**What you have to do:** Could you copy, exactly as written, every line from the first line of the records through the one containing "API error: HTTP"?

**Data for the task:**
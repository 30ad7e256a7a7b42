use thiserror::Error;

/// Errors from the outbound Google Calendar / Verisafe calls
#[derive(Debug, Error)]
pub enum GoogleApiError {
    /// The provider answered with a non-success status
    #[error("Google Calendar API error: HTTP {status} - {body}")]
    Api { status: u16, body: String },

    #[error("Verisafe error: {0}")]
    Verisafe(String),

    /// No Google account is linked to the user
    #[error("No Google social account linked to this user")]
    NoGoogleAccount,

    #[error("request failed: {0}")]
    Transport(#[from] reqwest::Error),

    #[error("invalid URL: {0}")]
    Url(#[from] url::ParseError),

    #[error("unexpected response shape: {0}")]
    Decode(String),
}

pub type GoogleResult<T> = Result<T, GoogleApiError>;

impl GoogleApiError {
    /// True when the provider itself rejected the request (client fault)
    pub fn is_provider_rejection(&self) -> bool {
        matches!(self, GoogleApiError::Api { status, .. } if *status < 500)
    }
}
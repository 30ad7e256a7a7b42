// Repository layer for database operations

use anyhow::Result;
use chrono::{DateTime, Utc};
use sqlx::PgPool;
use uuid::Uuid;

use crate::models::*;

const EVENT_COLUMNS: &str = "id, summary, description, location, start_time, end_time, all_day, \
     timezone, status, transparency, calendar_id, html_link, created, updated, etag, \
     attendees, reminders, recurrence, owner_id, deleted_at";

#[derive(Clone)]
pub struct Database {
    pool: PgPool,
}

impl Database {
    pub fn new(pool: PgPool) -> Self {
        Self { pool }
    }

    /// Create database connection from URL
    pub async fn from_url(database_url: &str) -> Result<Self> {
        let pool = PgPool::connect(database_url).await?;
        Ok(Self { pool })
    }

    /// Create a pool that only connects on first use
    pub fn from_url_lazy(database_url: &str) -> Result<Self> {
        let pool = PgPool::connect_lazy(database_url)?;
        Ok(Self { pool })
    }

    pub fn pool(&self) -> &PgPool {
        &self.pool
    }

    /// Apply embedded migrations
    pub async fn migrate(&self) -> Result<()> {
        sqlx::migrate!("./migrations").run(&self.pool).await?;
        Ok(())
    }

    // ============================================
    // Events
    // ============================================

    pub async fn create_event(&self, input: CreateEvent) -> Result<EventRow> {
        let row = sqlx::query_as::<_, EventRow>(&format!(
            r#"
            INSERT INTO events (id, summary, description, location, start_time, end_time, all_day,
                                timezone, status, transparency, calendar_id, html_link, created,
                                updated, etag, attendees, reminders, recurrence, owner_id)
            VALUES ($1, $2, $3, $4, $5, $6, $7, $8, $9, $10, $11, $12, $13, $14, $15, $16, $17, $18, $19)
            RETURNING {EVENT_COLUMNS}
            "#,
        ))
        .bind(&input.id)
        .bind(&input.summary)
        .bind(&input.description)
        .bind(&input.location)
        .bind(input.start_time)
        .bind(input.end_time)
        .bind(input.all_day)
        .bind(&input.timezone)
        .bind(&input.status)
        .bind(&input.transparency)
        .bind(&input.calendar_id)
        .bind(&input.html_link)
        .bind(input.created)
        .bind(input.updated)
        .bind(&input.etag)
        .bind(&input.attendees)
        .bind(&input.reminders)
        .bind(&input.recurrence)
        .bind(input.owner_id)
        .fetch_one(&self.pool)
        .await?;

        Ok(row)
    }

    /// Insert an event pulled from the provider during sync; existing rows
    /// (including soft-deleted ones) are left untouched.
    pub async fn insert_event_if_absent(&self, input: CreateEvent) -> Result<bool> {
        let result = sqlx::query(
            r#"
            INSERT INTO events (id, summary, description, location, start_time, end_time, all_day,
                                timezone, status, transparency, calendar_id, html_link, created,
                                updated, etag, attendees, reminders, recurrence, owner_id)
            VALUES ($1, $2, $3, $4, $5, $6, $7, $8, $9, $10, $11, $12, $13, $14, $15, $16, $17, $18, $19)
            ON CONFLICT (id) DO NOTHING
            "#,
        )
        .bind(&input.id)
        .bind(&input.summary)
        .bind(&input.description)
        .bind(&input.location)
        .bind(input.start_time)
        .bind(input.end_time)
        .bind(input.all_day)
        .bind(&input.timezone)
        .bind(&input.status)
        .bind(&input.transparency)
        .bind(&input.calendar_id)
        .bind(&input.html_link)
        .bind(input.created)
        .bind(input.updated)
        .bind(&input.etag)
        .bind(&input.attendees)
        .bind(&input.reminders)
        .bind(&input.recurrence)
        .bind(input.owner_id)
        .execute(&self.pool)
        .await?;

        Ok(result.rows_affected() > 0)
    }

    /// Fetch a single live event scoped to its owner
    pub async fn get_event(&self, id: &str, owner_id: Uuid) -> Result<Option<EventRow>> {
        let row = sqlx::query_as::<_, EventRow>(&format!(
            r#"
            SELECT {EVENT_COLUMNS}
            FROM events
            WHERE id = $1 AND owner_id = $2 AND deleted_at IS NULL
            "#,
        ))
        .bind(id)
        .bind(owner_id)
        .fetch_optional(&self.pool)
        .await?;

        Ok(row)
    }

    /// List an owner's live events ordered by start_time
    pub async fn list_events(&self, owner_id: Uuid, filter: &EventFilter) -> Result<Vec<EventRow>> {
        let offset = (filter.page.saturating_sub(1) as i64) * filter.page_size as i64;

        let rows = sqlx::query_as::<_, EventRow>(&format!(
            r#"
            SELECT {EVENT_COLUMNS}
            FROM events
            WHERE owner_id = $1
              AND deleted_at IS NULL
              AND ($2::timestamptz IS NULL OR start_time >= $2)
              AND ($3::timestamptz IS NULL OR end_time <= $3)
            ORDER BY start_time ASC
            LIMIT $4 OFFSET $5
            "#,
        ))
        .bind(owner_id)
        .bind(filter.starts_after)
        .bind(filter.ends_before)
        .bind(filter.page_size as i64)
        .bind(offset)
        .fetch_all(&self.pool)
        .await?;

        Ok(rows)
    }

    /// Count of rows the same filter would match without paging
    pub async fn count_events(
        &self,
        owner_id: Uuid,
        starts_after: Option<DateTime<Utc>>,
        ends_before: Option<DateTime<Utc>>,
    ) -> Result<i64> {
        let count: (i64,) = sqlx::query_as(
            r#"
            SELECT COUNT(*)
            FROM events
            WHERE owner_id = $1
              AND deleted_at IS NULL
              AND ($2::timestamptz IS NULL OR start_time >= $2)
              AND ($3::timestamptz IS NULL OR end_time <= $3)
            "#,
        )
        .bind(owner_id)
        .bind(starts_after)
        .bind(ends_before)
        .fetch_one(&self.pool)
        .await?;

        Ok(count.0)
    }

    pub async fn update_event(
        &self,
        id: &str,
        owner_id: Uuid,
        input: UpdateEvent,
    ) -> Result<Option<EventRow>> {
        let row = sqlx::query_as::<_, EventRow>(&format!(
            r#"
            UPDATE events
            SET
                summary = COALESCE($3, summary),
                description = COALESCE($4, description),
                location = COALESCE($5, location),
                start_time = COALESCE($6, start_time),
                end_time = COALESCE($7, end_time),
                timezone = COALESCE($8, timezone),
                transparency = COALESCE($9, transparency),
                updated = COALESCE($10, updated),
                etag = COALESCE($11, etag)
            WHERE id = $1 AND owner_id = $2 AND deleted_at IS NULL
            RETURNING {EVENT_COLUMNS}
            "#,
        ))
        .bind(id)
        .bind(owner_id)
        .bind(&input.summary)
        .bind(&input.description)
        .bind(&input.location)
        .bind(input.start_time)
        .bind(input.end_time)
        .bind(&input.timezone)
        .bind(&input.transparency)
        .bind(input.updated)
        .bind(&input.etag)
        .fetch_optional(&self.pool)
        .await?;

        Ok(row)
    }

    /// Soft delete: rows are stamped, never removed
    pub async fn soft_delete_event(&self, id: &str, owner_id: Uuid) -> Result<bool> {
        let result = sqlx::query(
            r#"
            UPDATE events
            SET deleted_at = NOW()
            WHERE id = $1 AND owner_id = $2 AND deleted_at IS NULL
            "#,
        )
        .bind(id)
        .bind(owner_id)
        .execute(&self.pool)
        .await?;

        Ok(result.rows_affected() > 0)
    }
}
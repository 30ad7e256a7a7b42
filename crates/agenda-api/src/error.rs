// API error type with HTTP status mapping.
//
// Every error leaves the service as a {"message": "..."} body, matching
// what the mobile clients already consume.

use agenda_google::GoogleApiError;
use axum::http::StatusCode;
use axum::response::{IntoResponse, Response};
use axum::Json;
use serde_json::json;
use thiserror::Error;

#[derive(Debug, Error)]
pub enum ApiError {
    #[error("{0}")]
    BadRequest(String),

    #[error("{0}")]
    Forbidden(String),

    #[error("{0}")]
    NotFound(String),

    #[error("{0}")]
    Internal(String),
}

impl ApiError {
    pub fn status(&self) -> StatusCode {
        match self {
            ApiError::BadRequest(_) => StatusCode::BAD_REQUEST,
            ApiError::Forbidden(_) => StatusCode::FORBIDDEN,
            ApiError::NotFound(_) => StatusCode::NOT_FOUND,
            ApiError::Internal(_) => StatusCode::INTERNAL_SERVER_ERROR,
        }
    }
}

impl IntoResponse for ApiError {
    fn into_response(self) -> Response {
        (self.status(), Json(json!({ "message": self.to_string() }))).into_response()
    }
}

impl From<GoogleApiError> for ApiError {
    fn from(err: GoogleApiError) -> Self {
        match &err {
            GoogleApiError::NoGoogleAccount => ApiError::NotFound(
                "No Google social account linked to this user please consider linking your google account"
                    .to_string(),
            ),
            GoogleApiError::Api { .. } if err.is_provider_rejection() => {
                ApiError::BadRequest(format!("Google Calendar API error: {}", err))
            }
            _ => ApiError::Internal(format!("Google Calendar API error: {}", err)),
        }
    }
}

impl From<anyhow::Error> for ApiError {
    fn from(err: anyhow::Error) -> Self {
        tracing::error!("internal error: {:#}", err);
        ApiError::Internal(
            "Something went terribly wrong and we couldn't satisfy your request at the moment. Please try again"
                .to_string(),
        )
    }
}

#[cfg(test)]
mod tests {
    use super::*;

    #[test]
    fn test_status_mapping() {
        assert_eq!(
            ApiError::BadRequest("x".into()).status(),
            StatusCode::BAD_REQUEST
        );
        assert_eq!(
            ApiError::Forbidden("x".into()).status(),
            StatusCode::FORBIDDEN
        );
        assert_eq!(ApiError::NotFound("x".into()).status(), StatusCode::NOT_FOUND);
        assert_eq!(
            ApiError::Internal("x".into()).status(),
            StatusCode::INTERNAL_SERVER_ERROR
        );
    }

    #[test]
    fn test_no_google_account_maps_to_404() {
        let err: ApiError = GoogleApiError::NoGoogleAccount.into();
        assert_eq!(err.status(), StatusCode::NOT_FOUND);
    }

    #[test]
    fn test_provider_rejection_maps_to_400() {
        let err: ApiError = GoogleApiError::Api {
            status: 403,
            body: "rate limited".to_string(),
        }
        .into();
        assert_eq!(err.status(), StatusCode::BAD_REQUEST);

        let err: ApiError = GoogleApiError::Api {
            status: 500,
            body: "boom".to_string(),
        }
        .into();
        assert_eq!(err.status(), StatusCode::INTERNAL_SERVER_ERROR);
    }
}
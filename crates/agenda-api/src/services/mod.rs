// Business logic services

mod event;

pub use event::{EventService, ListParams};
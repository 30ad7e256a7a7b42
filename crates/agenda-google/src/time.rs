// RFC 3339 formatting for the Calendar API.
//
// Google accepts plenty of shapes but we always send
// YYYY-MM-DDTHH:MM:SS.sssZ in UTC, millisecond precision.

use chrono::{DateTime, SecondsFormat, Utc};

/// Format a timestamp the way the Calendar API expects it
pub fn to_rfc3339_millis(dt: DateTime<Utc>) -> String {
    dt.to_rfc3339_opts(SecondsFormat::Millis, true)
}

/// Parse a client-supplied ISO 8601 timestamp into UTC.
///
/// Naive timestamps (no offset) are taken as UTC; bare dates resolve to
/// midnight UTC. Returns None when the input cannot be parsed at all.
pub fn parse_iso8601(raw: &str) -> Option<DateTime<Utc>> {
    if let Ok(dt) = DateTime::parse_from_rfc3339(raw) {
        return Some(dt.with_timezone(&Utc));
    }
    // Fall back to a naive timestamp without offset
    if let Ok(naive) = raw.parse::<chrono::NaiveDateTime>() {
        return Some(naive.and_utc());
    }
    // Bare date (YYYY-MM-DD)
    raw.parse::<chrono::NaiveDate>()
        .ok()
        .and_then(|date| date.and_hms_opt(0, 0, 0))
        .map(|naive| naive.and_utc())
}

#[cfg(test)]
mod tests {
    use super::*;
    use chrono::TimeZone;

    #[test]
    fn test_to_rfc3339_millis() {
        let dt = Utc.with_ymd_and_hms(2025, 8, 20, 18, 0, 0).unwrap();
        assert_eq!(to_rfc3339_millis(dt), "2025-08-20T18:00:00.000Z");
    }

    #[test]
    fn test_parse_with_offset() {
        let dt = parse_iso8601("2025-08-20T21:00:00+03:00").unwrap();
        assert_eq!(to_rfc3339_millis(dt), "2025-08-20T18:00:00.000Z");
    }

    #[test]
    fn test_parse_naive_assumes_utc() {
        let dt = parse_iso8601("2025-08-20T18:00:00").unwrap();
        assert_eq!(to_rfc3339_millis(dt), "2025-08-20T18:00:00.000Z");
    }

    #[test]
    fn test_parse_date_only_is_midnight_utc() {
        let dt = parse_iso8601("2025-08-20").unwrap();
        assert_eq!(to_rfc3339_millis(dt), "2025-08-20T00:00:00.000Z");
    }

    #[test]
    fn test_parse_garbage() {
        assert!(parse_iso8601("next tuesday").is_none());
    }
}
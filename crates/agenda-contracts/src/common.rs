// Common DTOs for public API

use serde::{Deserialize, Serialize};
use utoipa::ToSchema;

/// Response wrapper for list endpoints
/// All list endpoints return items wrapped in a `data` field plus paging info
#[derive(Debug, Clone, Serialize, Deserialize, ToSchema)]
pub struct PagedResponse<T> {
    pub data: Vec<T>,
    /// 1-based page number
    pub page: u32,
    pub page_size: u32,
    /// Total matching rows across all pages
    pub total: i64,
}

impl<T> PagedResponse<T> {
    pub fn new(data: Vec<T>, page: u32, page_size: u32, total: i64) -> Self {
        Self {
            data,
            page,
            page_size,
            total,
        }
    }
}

**Task response:**
repository 30ad7e256a7a7b42
use thiserror::Error;

/// Errors from the outbound Google Calendar / Verisafe calls
#[derive(Debug, Error)]
pub enum GoogleApiError {
    /// The provider answered with a non-success status
    #[error("Google Calendar API error: HTTP {status} - {body}")]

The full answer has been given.